• [What you should do]
Every entry needs to be duplicated exactly.

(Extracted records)
————
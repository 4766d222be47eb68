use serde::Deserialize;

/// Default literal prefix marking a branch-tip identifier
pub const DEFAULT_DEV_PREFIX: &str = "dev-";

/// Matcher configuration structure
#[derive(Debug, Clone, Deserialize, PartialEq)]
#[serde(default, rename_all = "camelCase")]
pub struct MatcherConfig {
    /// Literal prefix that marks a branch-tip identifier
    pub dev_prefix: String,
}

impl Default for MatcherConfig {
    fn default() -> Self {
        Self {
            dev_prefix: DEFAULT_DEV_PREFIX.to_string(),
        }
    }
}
————
• [Answer to this exercise]
repository 4766d222be47eb68
use serde::Deserialize;

/// Default literal prefix marking a branch-tip identifier
pub const DEFAULT_DEV_PREFIX: &str = "dev-";

/// Matcher configuration structure
#[derive(Debug, Clone, Deserialize, PartialEq)]
#[serde(default, rename_all = "camelCase")]
pub struct MatcherConfig {
    /// Literal prefix that marks a branch-tip identifier
    pub dev_prefix: String,
}

impl Default for MatcherConfig {
    fn default() -> Self {
        Self {
            dev_prefix: DEFAULT_DEV_PREFIX.to_string(),
        }
    }
}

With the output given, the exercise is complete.